Le visage de Mélanie s’effaça progressivement des souvenirs de Rupert. Elle l’avait quitté pour toujours, sans préavis ni scandale, juste sur la pointe des pieds. Rupert n’avait pas vu le coup venir, trop occupé à compiler les données surprenantes de la sonde américaine et à en tirer de nouvelles théories sur la genèse du système solaire. Il ne s’était pas aperçu de ses absences prolongées, de ses voyages répétés à Amsterdam, sous prétexte d’un vernissage important ou d’une exposition inédite. Rupert avait progressivement remplacé la vie de couple par un travail acharné, des nuits sans sommeil, des heures de calcul et d’analyse, loin du foyer marital, perdu dans son laboratoire. Ses collègues, son responsable hiérarchique, son père et sa belle-mère, tous l’avaient alerté des risques de surmenage, de faillite familiale et de perte de l’essentiel au profit d’une quête d’absolu. Une variable vite écartée par Rupert.
La forêt accueillait Rupert dans ses mailles confortables. Les arbres l’invitaient à poursuivre sa route, à oublier les fantômes du passé. Le vent lui soufflait de nouvelles équations, plus simples que les postulats poussiéreux de ses collègues aveuglés par le conformisme et le modèle général.
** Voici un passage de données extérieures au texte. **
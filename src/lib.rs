//! A guided getting-started walkthrough for a Hedera-style ledger.
//!
//! The binary walks through the classic first-contact sequence against a
//! deterministic in-process testnet: create an account and fund it, deploy
//! the bundled `HelloHedera` contract, query and mutate its message. Every
//! ledger interaction goes through the [`ledger::LedgerClient`] seam, so the
//! walkthrough logic never touches network, signing, or consensus concerns.

pub mod artifact;
pub mod cli;
pub mod config;
pub mod ledger;
pub mod logging;
pub mod resolver;
pub mod simulator;
pub mod ui;

pub use ledger::LedgerClient;
pub use simulator::SimulatedTestnet;

/// Result type alias for the walkthrough
pub type Result<T> = anyhow::Result<T>;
L’odeur des fougères le ramenait au début, à l’essence même de la matière, une perception finalement dépendante de l’observateur et non de l’observation.
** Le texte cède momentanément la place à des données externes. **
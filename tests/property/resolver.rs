use crate::utils;
use hedera_walkthrough::resolver::{resolve, ResolveError};
use proptest::prelude::*;

proptest! {
    #[test]
    fn valid_paths_resolve_to_their_leaf(
        segments in utils::segments(),
        leaf in utils::scalar_leaf(),
    ) {
        let doc = utils::nest(&segments, leaf.clone());
        prop_assert_eq!(resolve(&doc, &segments).unwrap(), &leaf);
    }

    #[test]
    fn renamed_final_segments_report_missing_key(
        segments in utils::segments(),
        leaf in utils::scalar_leaf(),
    ) {
        let doc = utils::nest(&segments, leaf);
        let mut query = segments.clone();
        // Each nesting level holds exactly one key, so any longer name misses.
        let renamed = format!("{}-missing", query.last().unwrap());
        *query.last_mut().unwrap() = renamed.clone();

        prop_assert_eq!(
            resolve(&doc, &query).unwrap_err(),
            ResolveError::MissingKey { segment: renamed }
        );
    }

    #[test]
    fn descending_past_the_leaf_reports_type_mismatch(
        segments in utils::segments(),
        leaf in utils::scalar_leaf(),
    ) {
        let doc = utils::nest(&segments, leaf);
        let mut query = segments.clone();
        query.push("deeper".to_owned());

        let err = resolve(&doc, &query).unwrap_err();
        match err {
            ResolveError::TypeMismatch { segment, expected, .. } => {
                prop_assert_eq!(&segment, segments.last().unwrap());
                prop_assert_eq!(expected, "an object");
            }
            other => prop_assert!(false, "expected TypeMismatch, got {other:?}"),
        }
    }

    #[test]
    fn empty_paths_always_fail(doc in utils::json_value()) {
        let empty: [&str; 0] = [];
        prop_assert_eq!(resolve(&doc, &empty).unwrap_err(), ResolveError::EmptyPath);
    }
}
La nuit tombait lentement, laissant le ciel nuageux découvrir une Lune presque pleine. Rupert chassa ses derniers souvenirs pénibles, ceux de sa mise en congés pour d’obscures raisons, de son départ précipité pour Nottingham où l’attendaient les experts médicaux spécialisés dans la surchauffe de neurones. Il occulta son arrivée à la gare, le sentiment étrange de se retrouver perdu dans le troupeau aveugle, au milieu des consommateurs d’idées digérées à l’avance et de croyances délivrées en boucle par la télévision ou la publicité. Rupert préféra conserver l’image de ce chauffeur de taxi, un vieil Hindou, qui l’avait amené sans poser de questions, à trente kilomètres de la civilisation, au bord de la forêt. « Bonne chance dans votre quête, vous trouverez la voie » lui avait seulement dit l’homme d’un autre âge, en lui prenant les mains dans les siennes.
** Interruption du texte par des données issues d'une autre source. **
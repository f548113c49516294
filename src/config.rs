//! Walkthrough configuration.
//!
//! Two layers, both read exactly once at startup: operator credentials come
//! from the environment (or the matching CLI flags), workflow tunables from
//! an optional TOML file. Everything is folded into one immutable
//! [`Settings`] value that is passed explicitly to whatever needs it.

use crate::cli::args::Cli;
use crate::ledger::{AccountId, Hbar, PrivateKey, PublicKey};
use anyhow::Context;
use serde::{Deserialize, Serialize};
use std::fs;
use std::path::{Path, PathBuf};
use std::time::Duration;
use thiserror::Error;
use tracing::warn;

/// Default configuration file name
pub const DEFAULT_CONFIG_FILE: &str = ".hedera-walk.toml";

/// Gas attached to contract creation, calls, and executions.
pub const DEFAULT_GAS: u64 = 100_000;

/// Pause taken by the `sleep` command.
pub const DEFAULT_SLEEP_MS: u64 = 1000;

/// Tinybars granted to (and then transferred to) a newly created account.
pub const DEFAULT_INITIAL_BALANCE_TINYBARS: i64 = 1000;

#[derive(Debug, Clone, Serialize, Deserialize, Default)]
pub struct Config {
    #[serde(default)]
    pub workflow: WorkflowConfig,
}

#[derive(Debug, Clone, Serialize, Deserialize, Default)]
pub struct WorkflowConfig {
    /// Gas limit for contract transactions
    #[serde(default)]
    pub gas: Option<u64>,
    /// Milliseconds the `sleep` command pauses for
    #[serde(default)]
    pub sleep_ms: Option<u64>,
    /// Starting balance for newly created accounts, in tinybars
    #[serde(default)]
    pub initial_balance_tinybars: Option<i64>,
}

#[derive(Debug, Error)]
pub enum ConfigError {
    #[error("failed to read config file {path:?}")]
    Io {
        path: PathBuf,
        #[source]
        source: std::io::Error,
    },

    #[error("failed to parse TOML config {path:?}")]
    Parse {
        path: PathBuf,
        #[source]
        source: toml::de::Error,
    },
}

impl Config {
    /// Load configuration from an explicit file path.
    pub fn load(path: &Path) -> Result<Self, ConfigError> {
        let content = fs::read_to_string(path).map_err(|source| ConfigError::Io {
            path: path.to_path_buf(),
            source,
        })?;
        toml::from_str(&content).map_err(|source| ConfigError::Parse {
            path: path.to_path_buf(),
            source,
        })
    }

    /// Load the default config file from the working directory, falling back
    /// to defaults when it is absent or unreadable.
    pub fn load_or_default() -> Self {
        let path = Path::new(DEFAULT_CONFIG_FILE);
        if !path.exists() {
            return Config::default();
        }
        match Self::load(path) {
            Ok(config) => config,
            Err(e) => {
                warn!("Failed to load config: {}. Using defaults.", e);
                Config::default()
            }
        }
    }
}

/// The paying account every transaction runs under.
#[derive(Debug, Clone)]
pub struct Operator {
    pub account_id: AccountId,
    pub private_key: PrivateKey,
    pub public_key: PublicKey,
}

/// Immutable, fully resolved runtime settings.
#[derive(Debug, Clone)]
pub struct Settings {
    pub operator: Operator,
    pub gas: u64,
    pub sleep: Duration,
    pub initial_balance: Hbar,
}

impl Settings {
    /// Fold CLI arguments (credentials) and file config (tunables) into one
    /// settings value. Credential errors name the variable to set.
    pub fn resolve(cli: &Cli, config: &Config) -> crate::Result<Self> {
        let account_id = cli
            .account_id
            .as_deref()
            .context("operator account id not set; export MY_ACCOUNT_ID or pass --account-id")?;
        let account_id: AccountId = account_id
            .parse()
            .with_context(|| format!("invalid operator account id '{account_id}'"))?;

        let private_key: PrivateKey = cli
            .private_key
            .as_deref()
            .context("operator private key not set; export MY_PRIVATE_KEY or pass --private-key")?
            .parse()
            .context("invalid operator private key")?;

        let public_key: PublicKey = cli
            .public_key
            .as_deref()
            .context("operator public key not set; export MY_PUBLIC_KEY or pass --public-key")?
            .parse()
            .context("invalid operator public key")?;

        let workflow = &config.workflow;
        Ok(Settings {
            operator: Operator {
                account_id,
                private_key,
                public_key,
            },
            gas: workflow.gas.unwrap_or(DEFAULT_GAS),
            sleep: Duration::from_millis(workflow.sleep_ms.unwrap_or(DEFAULT_SLEEP_MS)),
            initial_balance: Hbar::from_tinybars(
                workflow
                    .initial_balance_tinybars
                    .unwrap_or(DEFAULT_INITIAL_BALANCE_TINYBARS),
            ),
        })
    }
}

#[cfg(test)]
mod tests {
    use super::*;

    fn cli_with_operator() -> Cli {
        let private_key = PrivateKey::generate_ed25519();
        Cli {
            commands: vec![],
            account_id: Some("0.0.2".to_owned()),
            private_key: Some(private_key.to_string()),
            public_key: Some(private_key.public_key().to_string()),
            config: None,
            verbose: 0,
        }
    }

    #[test]
    fn settings_apply_defaults_without_a_config_file() {
        let settings = Settings::resolve(&cli_with_operator(), &Config::default()).unwrap();
        assert_eq!(settings.gas, DEFAULT_GAS);
        assert_eq!(settings.sleep, Duration::from_millis(DEFAULT_SLEEP_MS));
        assert_eq!(
            settings.initial_balance,
            Hbar::from_tinybars(DEFAULT_INITIAL_BALANCE_TINYBARS)
        );
        assert_eq!(settings.operator.account_id, AccountId::new(0, 0, 2));
    }

    #[test]
    fn workflow_config_overrides_defaults() {
        let config: Config = toml::from_str(
            r#"
            [workflow]
            gas = 50000
            sleep_ms = 10
            initial_balance_tinybars = 500
            "#,
        )
        .unwrap();
        let settings = Settings::resolve(&cli_with_operator(), &config).unwrap();
        assert_eq!(settings.gas, 50_000);
        assert_eq!(settings.sleep, Duration::from_millis(10));
        assert_eq!(settings.initial_balance, Hbar::from_tinybars(500));
    }

    #[test]
    fn partial_config_keeps_remaining_defaults() {
        let config: Config = toml::from_str("[workflow]\nsleep_ms = 5\n").unwrap();
        let settings = Settings::resolve(&cli_with_operator(), &config).unwrap();
        assert_eq!(settings.sleep, Duration::from_millis(5));
        assert_eq!(settings.gas, DEFAULT_GAS);
    }

    #[test]
    fn missing_credentials_name_the_variable() {
        let mut cli = cli_with_operator();
        cli.account_id = None;
        let err = Settings::resolve(&cli, &Config::default()).unwrap_err();
        assert!(err.to_string().contains("MY_ACCOUNT_ID"));

        let mut cli = cli_with_operator();
        cli.private_key = None;
        let err = Settings::resolve(&cli, &Config::default()).unwrap_err();
        assert!(err.to_string().contains("MY_PRIVATE_KEY"));
    }

    #[test]
    fn malformed_credentials_are_rejected() {
        let mut cli = cli_with_operator();
        cli.account_id = Some("zero.zero.two".to_owned());
        assert!(Settings::resolve(&cli, &Config::default()).is_err());

        let mut cli = cli_with_operator();
        cli.private_key = Some("beef".to_owned());
        assert!(Settings::resolve(&cli, &Config::default()).is_err());
    }
}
Rupert sentit les premiers signes de fatigue assaillir son corps. La forêt commença à bruisser, une sorte d’invitation à la pause. Il se sentit rompu mais l’esprit clair. Les équations devenaient évidentes, telles une musique inspirée, un chant incantatoire. Les arbres cachaient un peu la Lune, le vent sifflait dans les feuilles, le sol bougeait en douceur, la végétation sentait la terre et le mouillé. L’univers prenait forme, loin des ronds, des carrés, des symboles grecs ou de la table des éléments chimiques. « Je ne peux pas être le seul à voir tout aussi clair » pensa Rupert dans un ultime effort. La nuit remplit l’espace forestier, une chouette commença à hululer. Rupert s’allongea sur son lit de mousse et de fougères puis laissa la forêt lui raconter l’avant et l’après.